May was a challenge for county clerks and voters, thanks in large part to Idaho’s change in primary voting rules. The state Republican Party closed its primary, and the Democrats left theirs open. That meant voters had to choose a party, and then pick a ballot.
Idaho Secretary of State Ben Ysursa says that won’t happen this election. “The clerks will not be asking which party’s ballot you want or whatever. It’s on one big ballot and all the parties are listed and in the privacy of your voting booth, you make that selection.”
In the primary, voters were restricted to voting a straight party line. Ysursa says this time you can jump all over the ballot. “You can vote for a certain party person for President and another party for Congress or whatever, in the general election, we don’t worry about the parties.
Voters may see other changes. This year the state’s political lines were re-drawn to reflect changes in population. Phil McGrane says that means you could be voting in a different district on election day. “Your voting spot may be different, your precinct entirely may have changed and even the district you were in may have changed previously. So for one candidate you voted on previously, may not be on your ballot this time.”
In other words, check with your county clerk before you head to the polls. And make sure have the right identification when you go to vote. Idaho’s voter ID law changed two years ago. You’ll need a photo ID, like a state driver’s license or a passport, to vote. But if you don’t have one, you can sign an affidavit, testifying you are who you say you are.
There’s one more quirk left over from the May primary.
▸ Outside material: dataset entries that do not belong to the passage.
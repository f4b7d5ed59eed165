//! Scheduled-task declarations.
//!
//! These are pure data types living in `mitsuki-core` so that component
//! descriptors can carry task declarations without depending on
//! `mitsuki-scheduler`. The scheduler runtime converts a [`TriggerSpec`]
//! into its internal trigger representation when the application starts.

use std::future::Future;
use std::pin::Pin;
use std::sync::Arc;
use std::time::Duration;

use crate::container::{BoxError, Instance};

/// How a scheduled task should be triggered.
#[derive(Debug, Clone, PartialEq)]
pub enum TriggerSpec {
    /// Start executions on a fixed time grid (e.g. every 60 seconds).
    /// An execution that overruns its next slot skips that slot; at most
    /// one execution per task is ever in flight.
    FixedRate {
        interval: Duration,
        initial_delay: Duration,
    },
    /// Wait a fixed delay between the end of one execution and the start
    /// of the next.
    FixedDelay {
        delay: Duration,
        initial_delay: Duration,
    },
    /// Run on a six-field cron expression, evaluated in the given
    /// time-zone identifier (empty string = UTC).
    Cron {
        expression: String,
        timezone: String,
    },
}

impl TriggerSpec {
    /// Fixed-rate trigger with no initial delay.
    pub fn every(interval: Duration) -> Self {
        TriggerSpec::FixedRate {
            interval,
            initial_delay: Duration::ZERO,
        }
    }

    /// Fixed-delay trigger with no initial delay.
    pub fn delay(delay: Duration) -> Self {
        TriggerSpec::FixedDelay {
            delay,
            initial_delay: Duration::ZERO,
        }
    }

    /// Cron trigger evaluated in UTC.
    pub fn cron(expression: impl Into<String>) -> Self {
        TriggerSpec::Cron {
            expression: expression.into(),
            timezone: String::new(),
        }
    }

    /// Cron trigger evaluated in the given tz-database zone.
    pub fn cron_in(expression: impl Into<String>, timezone: impl Into<String>) -> Self {
        TriggerSpec::Cron {
            expression: expression.into(),
            timezone: timezone.into(),
        }
    }
}

/// Type-erased task body: receives the owning component instance.
pub type TaskFn = Arc<
    dyn Fn(Instance) -> Pin<Box<dyn Future<Output = Result<(), BoxError>> + Send>> + Send + Sync,
>;

/// A single scheduled task declared on a component.
///
/// The scheduler derives the task id as `"<ComponentName>.<method>"`.
#[derive(Clone)]
pub struct ScheduledTaskSpec {
    pub method: &'static str,
    pub trigger: TriggerSpec,
    pub run: TaskFn,
}

impl ScheduledTaskSpec {
    /// Declare a task whose body runs against a clone of the component.
    pub fn new<C, F, Fut, R>(method: &'static str, trigger: TriggerSpec, body: F) -> Self
    where
        C: Clone + Send + Sync + 'static,
        F: Fn(C) -> Fut + Send + Sync + 'static,
        Fut: Future<Output = R> + Send + 'static,
        R: IntoTaskResult,
    {
        let run: TaskFn = Arc::new(
            move |instance: Instance| -> Pin<Box<dyn Future<Output = Result<(), BoxError>> + Send>> {
                match instance.downcast_ref::<C>().cloned() {
                    Some(c) => {
                        let fut = body(c);
                        Box::pin(async move { fut.await.into_task_result() })
                    }
                    None => Box::pin(async move {
                        Err(format!(
                            "scheduled task target is not a `{}`",
                            std::any::type_name::<C>()
                        )
                        .into())
                    }),
                }
            },
        );
        Self {
            method,
            trigger,
            run,
        }
    }
}

impl std::fmt::Debug for ScheduledTaskSpec {
    fn fmt(&self, f: &mut std::fmt::Formatter<'_>) -> std::fmt::Result {
        f.debug_struct("ScheduledTaskSpec")
            .field("method", &self.method)
            .field("trigger", &self.trigger)
            .finish()
    }
}

/// Trait for components that declare periodic tasks.
pub trait Scheduled: Clone + Send + Sync + 'static {
    fn scheduled_tasks() -> Vec<ScheduledTaskSpec>;
}

/// Conversion for scheduled task return values.
///
/// Task bodies may return `()` (infallible) or `Result<(), E>`; errors are
/// recorded as failures by the scheduler and never stop the loop.
pub trait IntoTaskResult {
    fn into_task_result(self) -> Result<(), BoxError>;
}

impl IntoTaskResult for () {
    fn into_task_result(self) -> Result<(), BoxError> {
        Ok(())
    }
}

impl<E> IntoTaskResult for Result<(), E>
where
    E: Into<BoxError>,
{
    fn into_task_result(self) -> Result<(), BoxError> {
        self.map_err(Into::into)
    }
}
Think Idaho’s a Red State? Not technically, at least not right now. Here’s why. Under the new primary law, anyone who voted in May had to pick a party. That’s about 24 percent of voters. For everyone else…“Everybody who was already registered and did not participate in the primary are Unaffiliated at this point,” says Ben Ysursa.
Anyone who didn’t vote, but was registered, was automatically assigned a party. Ysursa says that means 76 percent of all voters in Idaho are now listed as Unaffiliated. So, on the voting books, the majority of voters aren’t aligned with any party. Ysursa says that makes no difference for the upcoming November election.
But Republican, Democrat, or Unaffiliated...whichever way you lean, Ysursa says, get out and vote. “It’s the most important part of our democracy and we need more people to participate.”
Early voting in some parts of the state is already underway and absentee ballots have been available for a few weeks. Polls open on November 6 at 8am.